# [WHAT IS REQUIRED]
Once you find the line containing "filename src/unique_ids.rs" in the data below, copy it and each following line exactly, up to and including the line containing "further counter is", and nothing else.

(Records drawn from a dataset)
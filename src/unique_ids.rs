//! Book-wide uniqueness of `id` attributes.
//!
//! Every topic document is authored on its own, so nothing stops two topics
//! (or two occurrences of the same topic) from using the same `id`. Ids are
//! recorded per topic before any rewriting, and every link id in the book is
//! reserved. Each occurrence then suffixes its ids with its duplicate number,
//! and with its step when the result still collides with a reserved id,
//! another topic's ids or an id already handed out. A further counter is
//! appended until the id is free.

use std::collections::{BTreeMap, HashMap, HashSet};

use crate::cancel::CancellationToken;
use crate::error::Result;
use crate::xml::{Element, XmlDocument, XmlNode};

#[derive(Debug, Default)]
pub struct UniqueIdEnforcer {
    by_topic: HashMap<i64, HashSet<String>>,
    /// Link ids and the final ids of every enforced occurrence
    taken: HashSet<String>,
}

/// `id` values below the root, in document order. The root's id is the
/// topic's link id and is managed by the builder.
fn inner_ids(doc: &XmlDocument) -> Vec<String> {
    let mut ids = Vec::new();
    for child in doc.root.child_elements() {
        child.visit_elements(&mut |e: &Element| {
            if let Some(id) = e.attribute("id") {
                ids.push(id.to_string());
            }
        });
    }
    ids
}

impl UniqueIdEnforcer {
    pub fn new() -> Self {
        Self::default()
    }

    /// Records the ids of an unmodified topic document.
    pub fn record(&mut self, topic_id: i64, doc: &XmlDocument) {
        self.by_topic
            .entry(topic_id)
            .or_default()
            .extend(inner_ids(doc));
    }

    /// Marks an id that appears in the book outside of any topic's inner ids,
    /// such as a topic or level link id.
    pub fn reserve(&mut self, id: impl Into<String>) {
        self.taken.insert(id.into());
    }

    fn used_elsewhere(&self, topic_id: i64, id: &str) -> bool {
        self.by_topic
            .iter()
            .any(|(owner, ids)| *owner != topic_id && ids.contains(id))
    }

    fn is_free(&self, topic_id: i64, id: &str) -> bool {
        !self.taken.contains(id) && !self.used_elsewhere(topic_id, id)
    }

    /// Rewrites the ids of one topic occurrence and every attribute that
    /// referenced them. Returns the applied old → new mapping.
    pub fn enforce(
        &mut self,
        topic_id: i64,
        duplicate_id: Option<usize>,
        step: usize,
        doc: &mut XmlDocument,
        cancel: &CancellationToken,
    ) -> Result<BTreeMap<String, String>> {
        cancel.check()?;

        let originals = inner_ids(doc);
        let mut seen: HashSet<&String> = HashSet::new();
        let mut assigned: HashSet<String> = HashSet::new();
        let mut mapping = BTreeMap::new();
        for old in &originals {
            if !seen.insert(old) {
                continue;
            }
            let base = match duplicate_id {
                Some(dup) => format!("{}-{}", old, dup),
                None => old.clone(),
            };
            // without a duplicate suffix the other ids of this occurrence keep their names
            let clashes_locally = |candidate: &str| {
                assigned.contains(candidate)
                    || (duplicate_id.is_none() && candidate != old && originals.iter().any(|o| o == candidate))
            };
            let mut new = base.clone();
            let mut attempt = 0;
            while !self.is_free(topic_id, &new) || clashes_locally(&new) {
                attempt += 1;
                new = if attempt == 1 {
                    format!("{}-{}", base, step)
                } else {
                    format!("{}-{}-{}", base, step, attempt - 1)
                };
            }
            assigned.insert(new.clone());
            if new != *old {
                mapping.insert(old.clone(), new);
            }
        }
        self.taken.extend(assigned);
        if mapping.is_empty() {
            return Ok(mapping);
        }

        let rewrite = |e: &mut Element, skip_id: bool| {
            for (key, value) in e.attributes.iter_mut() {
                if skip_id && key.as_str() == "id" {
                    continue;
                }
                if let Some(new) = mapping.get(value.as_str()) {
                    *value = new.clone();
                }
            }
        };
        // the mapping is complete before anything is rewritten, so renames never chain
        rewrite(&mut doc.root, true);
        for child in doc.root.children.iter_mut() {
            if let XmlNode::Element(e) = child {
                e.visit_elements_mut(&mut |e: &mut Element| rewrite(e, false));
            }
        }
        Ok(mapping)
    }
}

...

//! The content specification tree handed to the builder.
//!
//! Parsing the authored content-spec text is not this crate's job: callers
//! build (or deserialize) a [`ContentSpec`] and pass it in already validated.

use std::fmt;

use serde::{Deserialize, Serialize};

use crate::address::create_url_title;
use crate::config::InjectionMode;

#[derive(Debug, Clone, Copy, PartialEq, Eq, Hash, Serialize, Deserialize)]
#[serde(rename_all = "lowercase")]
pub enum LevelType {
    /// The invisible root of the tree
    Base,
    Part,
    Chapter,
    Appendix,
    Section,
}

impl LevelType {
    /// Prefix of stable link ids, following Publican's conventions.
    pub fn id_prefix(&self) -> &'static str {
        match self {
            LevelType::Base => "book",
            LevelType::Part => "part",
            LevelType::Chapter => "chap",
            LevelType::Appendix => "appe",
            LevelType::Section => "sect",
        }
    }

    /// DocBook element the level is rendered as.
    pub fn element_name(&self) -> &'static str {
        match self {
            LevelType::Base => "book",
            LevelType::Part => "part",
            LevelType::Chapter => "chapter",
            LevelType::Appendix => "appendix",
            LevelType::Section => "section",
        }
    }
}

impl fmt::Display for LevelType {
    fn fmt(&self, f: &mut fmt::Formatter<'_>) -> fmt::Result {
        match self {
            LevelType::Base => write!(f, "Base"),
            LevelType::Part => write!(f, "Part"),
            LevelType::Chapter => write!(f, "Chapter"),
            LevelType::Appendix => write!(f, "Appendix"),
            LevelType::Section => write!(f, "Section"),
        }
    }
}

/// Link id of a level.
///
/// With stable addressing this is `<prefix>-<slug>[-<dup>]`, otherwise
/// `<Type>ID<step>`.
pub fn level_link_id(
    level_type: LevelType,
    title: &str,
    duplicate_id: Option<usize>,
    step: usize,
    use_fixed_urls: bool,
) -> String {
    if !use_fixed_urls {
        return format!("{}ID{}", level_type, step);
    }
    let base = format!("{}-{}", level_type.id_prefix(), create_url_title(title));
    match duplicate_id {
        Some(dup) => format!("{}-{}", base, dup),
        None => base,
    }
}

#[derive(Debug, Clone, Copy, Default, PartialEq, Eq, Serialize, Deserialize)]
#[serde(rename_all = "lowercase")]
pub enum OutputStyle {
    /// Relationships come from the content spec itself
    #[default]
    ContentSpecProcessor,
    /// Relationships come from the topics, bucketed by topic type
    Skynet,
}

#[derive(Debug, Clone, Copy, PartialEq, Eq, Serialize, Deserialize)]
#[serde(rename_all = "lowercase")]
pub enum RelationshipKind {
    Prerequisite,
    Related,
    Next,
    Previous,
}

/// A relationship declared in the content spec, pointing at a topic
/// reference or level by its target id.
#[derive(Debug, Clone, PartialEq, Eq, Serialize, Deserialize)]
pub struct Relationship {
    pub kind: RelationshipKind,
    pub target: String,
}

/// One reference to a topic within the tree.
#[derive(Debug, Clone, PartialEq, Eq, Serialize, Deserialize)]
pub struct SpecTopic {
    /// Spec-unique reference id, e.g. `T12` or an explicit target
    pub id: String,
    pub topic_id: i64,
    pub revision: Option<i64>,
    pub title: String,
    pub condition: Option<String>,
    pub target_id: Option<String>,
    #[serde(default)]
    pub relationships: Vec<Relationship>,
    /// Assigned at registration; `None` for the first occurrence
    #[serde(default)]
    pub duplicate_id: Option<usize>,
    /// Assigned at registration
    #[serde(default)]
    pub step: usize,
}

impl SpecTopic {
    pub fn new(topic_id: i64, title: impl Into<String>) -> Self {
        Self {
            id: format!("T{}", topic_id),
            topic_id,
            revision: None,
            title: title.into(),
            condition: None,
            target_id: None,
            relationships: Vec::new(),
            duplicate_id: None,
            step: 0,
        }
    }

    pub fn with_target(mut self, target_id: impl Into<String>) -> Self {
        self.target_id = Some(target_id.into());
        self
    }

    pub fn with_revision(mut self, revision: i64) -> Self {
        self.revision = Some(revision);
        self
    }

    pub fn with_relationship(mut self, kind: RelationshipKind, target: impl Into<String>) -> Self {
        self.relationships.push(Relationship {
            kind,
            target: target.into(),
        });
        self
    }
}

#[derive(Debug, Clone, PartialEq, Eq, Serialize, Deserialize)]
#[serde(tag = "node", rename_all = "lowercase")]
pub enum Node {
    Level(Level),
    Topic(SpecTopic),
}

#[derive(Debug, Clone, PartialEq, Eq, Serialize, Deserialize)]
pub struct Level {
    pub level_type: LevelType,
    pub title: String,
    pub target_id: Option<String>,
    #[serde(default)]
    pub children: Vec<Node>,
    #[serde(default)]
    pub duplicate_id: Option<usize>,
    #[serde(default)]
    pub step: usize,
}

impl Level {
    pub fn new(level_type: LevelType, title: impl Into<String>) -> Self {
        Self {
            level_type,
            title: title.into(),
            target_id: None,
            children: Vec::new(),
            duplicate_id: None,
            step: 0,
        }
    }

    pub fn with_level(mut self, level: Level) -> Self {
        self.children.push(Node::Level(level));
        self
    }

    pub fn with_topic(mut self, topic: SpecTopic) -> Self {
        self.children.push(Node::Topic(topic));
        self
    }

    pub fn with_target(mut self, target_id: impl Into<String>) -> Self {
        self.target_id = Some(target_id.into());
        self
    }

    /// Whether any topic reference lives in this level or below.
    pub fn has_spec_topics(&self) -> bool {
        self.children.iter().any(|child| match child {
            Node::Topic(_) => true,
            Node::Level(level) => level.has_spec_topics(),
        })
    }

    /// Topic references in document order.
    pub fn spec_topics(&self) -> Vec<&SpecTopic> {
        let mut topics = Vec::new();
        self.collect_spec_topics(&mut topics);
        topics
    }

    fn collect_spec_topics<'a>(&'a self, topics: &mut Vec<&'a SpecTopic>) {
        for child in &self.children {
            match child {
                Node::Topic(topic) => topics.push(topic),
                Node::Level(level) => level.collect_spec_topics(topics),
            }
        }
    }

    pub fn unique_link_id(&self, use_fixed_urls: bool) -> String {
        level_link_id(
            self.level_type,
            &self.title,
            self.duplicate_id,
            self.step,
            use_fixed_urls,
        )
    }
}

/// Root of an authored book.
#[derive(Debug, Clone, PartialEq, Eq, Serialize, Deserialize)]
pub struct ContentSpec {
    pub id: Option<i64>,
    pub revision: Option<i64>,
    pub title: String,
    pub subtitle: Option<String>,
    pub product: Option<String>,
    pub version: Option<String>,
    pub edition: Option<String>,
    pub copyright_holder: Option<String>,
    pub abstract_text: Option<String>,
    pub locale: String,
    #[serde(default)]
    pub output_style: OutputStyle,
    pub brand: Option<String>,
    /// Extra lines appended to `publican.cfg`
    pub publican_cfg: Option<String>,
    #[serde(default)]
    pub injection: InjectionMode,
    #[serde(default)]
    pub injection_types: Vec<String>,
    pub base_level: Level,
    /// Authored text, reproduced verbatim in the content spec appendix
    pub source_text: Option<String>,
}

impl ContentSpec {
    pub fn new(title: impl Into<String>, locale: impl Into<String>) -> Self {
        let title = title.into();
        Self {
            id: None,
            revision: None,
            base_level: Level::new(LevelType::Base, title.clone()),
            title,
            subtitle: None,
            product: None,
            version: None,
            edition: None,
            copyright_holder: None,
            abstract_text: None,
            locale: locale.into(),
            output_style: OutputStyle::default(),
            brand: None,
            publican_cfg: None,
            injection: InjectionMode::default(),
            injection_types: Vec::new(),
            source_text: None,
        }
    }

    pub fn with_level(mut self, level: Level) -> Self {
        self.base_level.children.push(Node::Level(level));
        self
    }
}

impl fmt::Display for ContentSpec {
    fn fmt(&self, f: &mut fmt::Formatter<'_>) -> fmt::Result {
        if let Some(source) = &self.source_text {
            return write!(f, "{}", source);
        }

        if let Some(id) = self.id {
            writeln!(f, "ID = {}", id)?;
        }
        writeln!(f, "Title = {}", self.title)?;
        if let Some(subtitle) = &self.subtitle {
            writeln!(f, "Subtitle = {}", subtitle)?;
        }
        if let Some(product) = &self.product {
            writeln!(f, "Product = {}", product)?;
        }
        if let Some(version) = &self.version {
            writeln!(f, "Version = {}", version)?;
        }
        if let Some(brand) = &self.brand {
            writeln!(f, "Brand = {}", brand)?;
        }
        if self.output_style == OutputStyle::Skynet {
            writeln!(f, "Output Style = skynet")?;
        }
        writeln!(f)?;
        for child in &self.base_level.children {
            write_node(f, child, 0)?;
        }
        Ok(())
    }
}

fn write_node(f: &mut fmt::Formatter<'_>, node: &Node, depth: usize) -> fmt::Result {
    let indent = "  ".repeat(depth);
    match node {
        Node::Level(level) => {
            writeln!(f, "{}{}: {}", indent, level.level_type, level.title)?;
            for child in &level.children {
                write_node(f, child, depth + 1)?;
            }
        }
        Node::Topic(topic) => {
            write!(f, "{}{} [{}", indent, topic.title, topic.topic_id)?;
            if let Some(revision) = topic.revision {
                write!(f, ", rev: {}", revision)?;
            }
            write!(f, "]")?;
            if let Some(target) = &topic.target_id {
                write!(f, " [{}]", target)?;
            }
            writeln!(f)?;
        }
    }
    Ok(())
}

* * *

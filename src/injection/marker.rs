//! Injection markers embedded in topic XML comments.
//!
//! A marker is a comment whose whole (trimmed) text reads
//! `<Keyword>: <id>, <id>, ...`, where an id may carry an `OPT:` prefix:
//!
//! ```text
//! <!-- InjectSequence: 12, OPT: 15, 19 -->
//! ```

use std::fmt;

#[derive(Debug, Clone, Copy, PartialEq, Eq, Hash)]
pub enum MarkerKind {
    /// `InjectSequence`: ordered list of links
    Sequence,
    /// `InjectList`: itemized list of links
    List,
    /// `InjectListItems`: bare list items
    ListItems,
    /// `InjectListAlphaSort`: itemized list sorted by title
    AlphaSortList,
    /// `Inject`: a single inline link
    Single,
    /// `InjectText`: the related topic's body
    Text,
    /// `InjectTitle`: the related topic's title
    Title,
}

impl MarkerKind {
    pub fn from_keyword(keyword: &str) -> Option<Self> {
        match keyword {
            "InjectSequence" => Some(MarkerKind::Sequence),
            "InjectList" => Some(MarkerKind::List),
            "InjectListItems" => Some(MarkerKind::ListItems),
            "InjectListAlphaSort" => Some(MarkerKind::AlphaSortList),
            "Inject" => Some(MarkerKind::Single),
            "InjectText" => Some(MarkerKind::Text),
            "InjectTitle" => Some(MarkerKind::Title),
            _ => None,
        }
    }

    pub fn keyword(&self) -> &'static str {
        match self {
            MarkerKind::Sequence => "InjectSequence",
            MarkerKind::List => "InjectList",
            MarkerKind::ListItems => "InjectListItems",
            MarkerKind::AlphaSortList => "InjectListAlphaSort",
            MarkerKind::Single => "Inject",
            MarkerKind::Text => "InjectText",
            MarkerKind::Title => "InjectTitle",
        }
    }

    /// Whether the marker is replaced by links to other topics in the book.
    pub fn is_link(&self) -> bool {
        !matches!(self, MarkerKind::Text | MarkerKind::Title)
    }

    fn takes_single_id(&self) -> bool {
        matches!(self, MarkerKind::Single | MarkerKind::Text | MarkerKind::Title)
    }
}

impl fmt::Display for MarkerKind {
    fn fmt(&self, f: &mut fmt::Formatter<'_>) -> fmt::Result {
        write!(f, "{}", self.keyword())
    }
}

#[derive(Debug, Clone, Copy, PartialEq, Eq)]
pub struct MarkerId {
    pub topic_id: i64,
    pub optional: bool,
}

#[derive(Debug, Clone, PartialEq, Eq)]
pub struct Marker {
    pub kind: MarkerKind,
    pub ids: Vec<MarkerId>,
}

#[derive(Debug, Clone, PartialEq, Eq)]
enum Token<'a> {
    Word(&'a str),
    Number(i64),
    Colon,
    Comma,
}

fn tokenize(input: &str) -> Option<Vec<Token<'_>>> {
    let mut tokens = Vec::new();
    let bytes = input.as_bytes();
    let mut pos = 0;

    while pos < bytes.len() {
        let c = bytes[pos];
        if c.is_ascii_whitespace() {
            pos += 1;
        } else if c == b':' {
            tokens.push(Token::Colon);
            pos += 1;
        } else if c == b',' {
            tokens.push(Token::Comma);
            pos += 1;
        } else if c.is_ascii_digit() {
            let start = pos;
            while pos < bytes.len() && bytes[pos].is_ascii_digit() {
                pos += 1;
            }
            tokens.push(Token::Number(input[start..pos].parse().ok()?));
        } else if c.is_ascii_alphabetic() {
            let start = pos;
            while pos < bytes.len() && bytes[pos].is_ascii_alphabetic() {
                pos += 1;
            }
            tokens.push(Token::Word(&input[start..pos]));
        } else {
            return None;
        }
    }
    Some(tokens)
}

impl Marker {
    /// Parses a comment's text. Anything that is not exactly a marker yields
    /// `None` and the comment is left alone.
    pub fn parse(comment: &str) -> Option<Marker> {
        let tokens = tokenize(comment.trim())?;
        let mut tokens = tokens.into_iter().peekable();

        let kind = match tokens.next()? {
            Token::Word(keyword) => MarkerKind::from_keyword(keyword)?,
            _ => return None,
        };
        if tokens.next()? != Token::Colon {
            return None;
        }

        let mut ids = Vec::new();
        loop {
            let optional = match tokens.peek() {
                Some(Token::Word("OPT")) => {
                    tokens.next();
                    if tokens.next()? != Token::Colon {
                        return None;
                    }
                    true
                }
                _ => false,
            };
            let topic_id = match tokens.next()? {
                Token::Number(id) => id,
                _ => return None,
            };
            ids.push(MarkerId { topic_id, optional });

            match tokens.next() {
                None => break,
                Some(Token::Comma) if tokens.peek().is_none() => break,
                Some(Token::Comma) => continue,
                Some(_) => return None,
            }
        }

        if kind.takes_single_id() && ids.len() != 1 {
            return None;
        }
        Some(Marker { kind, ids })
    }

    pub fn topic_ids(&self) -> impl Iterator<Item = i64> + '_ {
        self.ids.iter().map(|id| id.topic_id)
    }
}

# [SOLUTION TO THIS PROBLEM]
filename src/unique_ids.rs
//! Book-wide uniqueness of `id` attributes.
//!
//! Every topic document is authored on its own, so nothing stops two topics
//! (or two occurrences of the same topic) from using the same `id`. Ids are
//! recorded per topic before any rewriting, and every link id in the book is
//! reserved. Each occurrence then suffixes its ids with its duplicate number,
//! and with its step when the result still collides with a reserved id,
//! another topic's ids or an id already handed out. A further counter is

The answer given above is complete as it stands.